Paper No. 9
Presentation Time: 4:00 PM
CLOSURE OF A PALEOPROTEROZOIC OCEAN RECORDED BY HF ISOTOPES IN ZIRCONS
Assembly of macro-continents by amalgamation of micro-continents invariably begins with ocean closure and ends with continent-continent collision. Tracking this sequence in ancient orogens is difficult because deformation makes use of the magnetic record in the rocks very difficult and current exposures often do not provide the temporal detail required. An alternative is to use the Lu-Hf systematics recorded in zircons preserved in both sedimentary and igneous rocks to track the interactions between oceanic and continental lithosphere as the orogen evolves. In western North America, the Great Falls tectonic zone (GFTZ) trends NE from Idaho to southern Saskatchewan and contains a complex record of the Paleoproterozoic closure of an ocean basin between the Wyoming craton and Medicine Hat block. Ocean closure began by ~1860 Ma as recorded by formation of the Little Belt arc (LBA). Dioritic to granitic metaigneous rocks exposed in the Little Belt Mountains (Montana) preserve the record of magmatism in the LBA from this time until ~1790 Ma. Trace element abundances (e.g., HFSE depletion) along with Pb, Nd, and Hf isotopic compositions of the LBA rocks support the model of arc formation by ocean closure with magmatism along the edge of the overriding Medicine Hat (Archean) crust. Once ocean closure was complete, continued interaction of the two micro-continents produced magmas with recognizably more negative initial Hf isotopic compositions.

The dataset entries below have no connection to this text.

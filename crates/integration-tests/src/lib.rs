//! Test support for Goldstart integration tests.
//!
//! Provides [`MemoryStore`], an in-memory [`DocumentStore`] with the same
//! observable behavior as the managed backend: monotonic ids and creation
//! timestamps, insertion-order scans, ascending name-index scans, and
//! NotFound on writes against missing ids. Catalog contract tests run
//! against it without any network.

#![cfg_attr(not(test), forbid(unsafe_code))]
#![allow(clippy::expect_used)]

use std::collections::HashMap;
use std::sync::Mutex;

use async_trait::async_trait;
use chrono::{DateTime, Utc};
use rust_decimal::Decimal;

use goldstart_catalog::StoreError;
use goldstart_catalog::store::DocumentStore;
use goldstart_core::{
    Category, CategoryId, CategoryInput, FileUrl, Item, ItemId, ItemInput, Mark, MarkId,
    MarkInput, Price, StorageId, Variant,
};

/// In-memory document store for hermetic tests.
///
/// Documents live in insertion-order vectors; name-index scans sort a
/// copy ascending, mirroring the backend's index order.
#[derive(Default)]
pub struct MemoryStore {
    inner: Mutex<Inner>,
}

#[derive(Default)]
struct Inner {
    categories: Vec<Category>,
    marks: Vec<Mark>,
    items: Vec<Item>,
    files: HashMap<StorageId, String>,
    sequence: u64,
}

impl Inner {
    /// Next id/timestamp tick. Creation timestamps advance one second
    /// per write so ordering assertions stay deterministic.
    fn tick(&mut self) -> (u64, DateTime<Utc>) {
        self.sequence += 1;
        let at = DateTime::from_timestamp(1_750_000_000 + i64::try_from(self.sequence).expect("sequence fits i64"), 0)
            .expect("valid timestamp");
        (self.sequence, at)
    }
}

impl MemoryStore {
    #[must_use]
    pub fn new() -> Self {
        Self::default()
    }

    /// Register a stored file so its id resolves to a URL.
    pub fn put_file(&self, id: &StorageId, url: &str) {
        let mut inner = self.inner.lock().expect("store lock poisoned");
        inner.files.insert(id.clone(), url.to_string());
    }
}

#[async_trait]
impl DocumentStore for MemoryStore {
    async fn categories_by_name(&self) -> Result<Vec<Category>, StoreError> {
        let inner = self.inner.lock().expect("store lock poisoned");
        let mut categories = inner.categories.clone();
        categories.sort_by(|a, b| a.name.cmp(&b.name));
        Ok(categories)
    }

    async fn category(&self, id: &CategoryId) -> Result<Option<Category>, StoreError> {
        let inner = self.inner.lock().expect("store lock poisoned");
        Ok(inner.categories.iter().find(|c| &c.id == id).cloned())
    }

    async fn insert_category(&self, input: &CategoryInput) -> Result<Category, StoreError> {
        let mut inner = self.inner.lock().expect("store lock poisoned");
        let (sequence, created_at) = inner.tick();
        let category = Category {
            id: CategoryId::new(format!("cat_{sequence}")),
            name: input.name.clone(),
            icon: input.icon.clone(),
            created_at,
        };
        inner.categories.push(category.clone());
        Ok(category)
    }

    async fn patch_category(
        &self,
        id: &CategoryId,
        input: &CategoryInput,
    ) -> Result<Category, StoreError> {
        let mut inner = self.inner.lock().expect("store lock poisoned");
        let category = inner
            .categories
            .iter_mut()
            .find(|c| &c.id == id)
            .ok_or_else(|| StoreError::NotFound(format!("categories/{id}")))?;
        category.name = input.name.clone();
        category.icon = input.icon.clone();
        Ok(category.clone())
    }

    async fn delete_category(&self, id: &CategoryId) -> Result<(), StoreError> {
        let mut inner = self.inner.lock().expect("store lock poisoned");
        let before = inner.categories.len();
        inner.categories.retain(|c| &c.id != id);
        if inner.categories.len() == before {
            return Err(StoreError::NotFound(format!("categories/{id}")));
        }
        Ok(())
    }

    async fn marks_by_name(&self) -> Result<Vec<Mark>, StoreError> {
        let inner = self.inner.lock().expect("store lock poisoned");
        let mut marks = inner.marks.clone();
        marks.sort_by(|a, b| a.name.cmp(&b.name));
        Ok(marks)
    }

    async fn mark(&self, id: &MarkId) -> Result<Option<Mark>, StoreError> {
        let inner = self.inner.lock().expect("store lock poisoned");
        Ok(inner.marks.iter().find(|m| &m.id == id).cloned())
    }

    async fn insert_mark(&self, input: &MarkInput) -> Result<Mark, StoreError> {
        let mut inner = self.inner.lock().expect("store lock poisoned");
        let (sequence, created_at) = inner.tick();
        let mark = Mark {
            id: MarkId::new(format!("mk_{sequence}")),
            name: input.name.clone(),
            icon: input.icon.clone(),
            created_at,
        };
        inner.marks.push(mark.clone());
        Ok(mark)
    }

    async fn patch_mark(&self, id: &MarkId, input: &MarkInput) -> Result<Mark, StoreError> {
        let mut inner = self.inner.lock().expect("store lock poisoned");
        let mark = inner
            .marks
            .iter_mut()
            .find(|m| &m.id == id)
            .ok_or_else(|| StoreError::NotFound(format!("marks/{id}")))?;
        mark.name = input.name.clone();
        mark.icon = input.icon.clone();
        Ok(mark.clone())
    }

    async fn delete_mark(&self, id: &MarkId) -> Result<(), StoreError> {
        let mut inner = self.inner.lock().expect("store lock poisoned");
        let before = inner.marks.len();
        inner.marks.retain(|m| &m.id != id);
        if inner.marks.len() == before {
            return Err(StoreError::NotFound(format!("marks/{id}")));
        }
        Ok(())
    }

    async fn items(&self) -> Result<Vec<Item>, StoreError> {
        let inner = self.inner.lock().expect("store lock poisoned");
        Ok(inner.items.clone())
    }

    async fn items_by_category(&self, category: &CategoryId) -> Result<Vec<Item>, StoreError> {
        let inner = self.inner.lock().expect("store lock poisoned");
        Ok(inner
            .items
            .iter()
            .filter(|i| &i.category_id == category)
            .cloned()
            .collect())
    }

    async fn items_by_mark(&self, mark: &MarkId) -> Result<Vec<Item>, StoreError> {
        let inner = self.inner.lock().expect("store lock poisoned");
        Ok(inner
            .items
            .iter()
            .filter(|i| &i.mark_id == mark)
            .cloned()
            .collect())
    }

    async fn items_by_category_and_mark(
        &self,
        category: &CategoryId,
        mark: &MarkId,
    ) -> Result<Vec<Item>, StoreError> {
        let inner = self.inner.lock().expect("store lock poisoned");
        Ok(inner
            .items
            .iter()
            .filter(|i| &i.category_id == category && &i.mark_id == mark)
            .cloned()
            .collect())
    }

    async fn item(&self, id: &ItemId) -> Result<Option<Item>, StoreError> {
        let inner = self.inner.lock().expect("store lock poisoned");
        Ok(inner.items.iter().find(|i| &i.id == id).cloned())
    }

    async fn insert_item(&self, input: &ItemInput) -> Result<Item, StoreError> {
        let mut inner = self.inner.lock().expect("store lock poisoned");
        let (sequence, created_at) = inner.tick();
        let item = Item {
            id: ItemId::new(format!("it_{sequence}")),
            name: input.name.clone(),
            description: input.description.clone(),
            cover_image: input.cover_image.clone(),
            gallery: input.gallery.clone(),
            category_id: input.category_id.clone(),
            mark_id: input.mark_id.clone(),
            variants: input.variants.clone(),
            created_at,
        };
        inner.items.push(item.clone());
        Ok(item)
    }

    async fn patch_item(&self, id: &ItemId, input: &ItemInput) -> Result<Item, StoreError> {
        let mut inner = self.inner.lock().expect("store lock poisoned");
        let item = inner
            .items
            .iter_mut()
            .find(|i| &i.id == id)
            .ok_or_else(|| StoreError::NotFound(format!("items/{id}")))?;
        item.name = input.name.clone();
        item.description = input.description.clone();
        item.cover_image = input.cover_image.clone();
        item.gallery = input.gallery.clone();
        item.category_id = input.category_id.clone();
        item.mark_id = input.mark_id.clone();
        item.variants = input.variants.clone();
        Ok(item.clone())
    }

    async fn delete_item(&self, id: &ItemId) -> Result<(), StoreError> {
        let mut inner = self.inner.lock().expect("store lock poisoned");
        let before = inner.items.len();
        inner.items.retain(|i| &i.id != id);
        if inner.items.len() == before {
            return Err(StoreError::NotFound(format!("items/{id}")));
        }
        Ok(())
    }

    async fn file_url(&self, id: &StorageId) -> Result<Option<String>, StoreError> {
        let inner = self.inner.lock().expect("store lock poisoned");
        Ok(inner.files.get(id).cloned())
    }

    async fn file_urls(&self, ids: &[StorageId]) -> Result<Vec<FileUrl>, StoreError> {
        let inner = self.inner.lock().expect("store lock poisoned");
        Ok(ids
            .iter()
            .map(|id| FileUrl {
                storage_id: id.clone(),
                url: inner.files.get(id).cloned(),
            })
            .collect())
    }

    async fn upload_url(&self) -> Result<String, StoreError> {
        let mut inner = self.inner.lock().expect("store lock poisoned");
        let (sequence, _) = inner.tick();
        Ok(format!("memory://upload/{sequence}"))
    }

    async fn ping(&self) -> Result<(), StoreError> {
        Ok(())
    }
}

// =============================================================================
// Fixtures
// =============================================================================

/// A price from whole cents.
#[must_use]
#[allow(clippy::missing_panics_doc)] // non-negative by construction
pub fn price(cents: u32) -> Price {
    Price::new(Decimal::new(i64::from(cents), 2)).expect("non-negative")
}

#[must_use]
pub fn category_input(name: &str) -> CategoryInput {
    CategoryInput {
        name: name.to_string(),
        icon: "📦".to_string(),
    }
}

#[must_use]
pub fn mark_input(name: &str) -> MarkInput {
    MarkInput {
        name: name.to_string(),
        icon: "🏷".to_string(),
    }
}

/// An item with one variant and no gallery.
#[must_use]
pub fn item_input(name: &str, category_id: &CategoryId, mark_id: &MarkId) -> ItemInput {
    ItemInput {
        name: name.to_string(),
        description: None,
        cover_image: StorageId::new(format!("st_{}", name.to_lowercase().replace(' ', "_"))),
        gallery: Vec::new(),
        category_id: category_id.clone(),
        mark_id: mark_id.clone(),
        variants: vec![Variant {
            name: "Standard".to_string(),
            price: price(1999),
        }],
    }
}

In the case of the closure of the Medicine Hat ocean there were also changes in the style of collision along the axis of the orogen. To the east, collision may have been highly oblique because the Medicine Hat block was not thrust over the much thicker crust of the Wyoming craton when the ocean closed, but in the western GFTZ Medicine Hat crust was thrusted at least 100 km over Wyoming crust at ~1780 Ma. This change is evident in the lack of Paleoproterozoic metamorphism along the northern margin of the Wyoming craton and the intense Paleoproterozoic metamorphism recorded in the Archean rocks of SW Montana. By combining zircons from presently exposed remnants of the LBA and both metaigneous and metasedimentary xenoliths extracted from diatremes of the Montana Alkali Province, we can “digitally” trace the evolution of the Great Falls orogeny from convergence to collision over a period of ~100 Ma.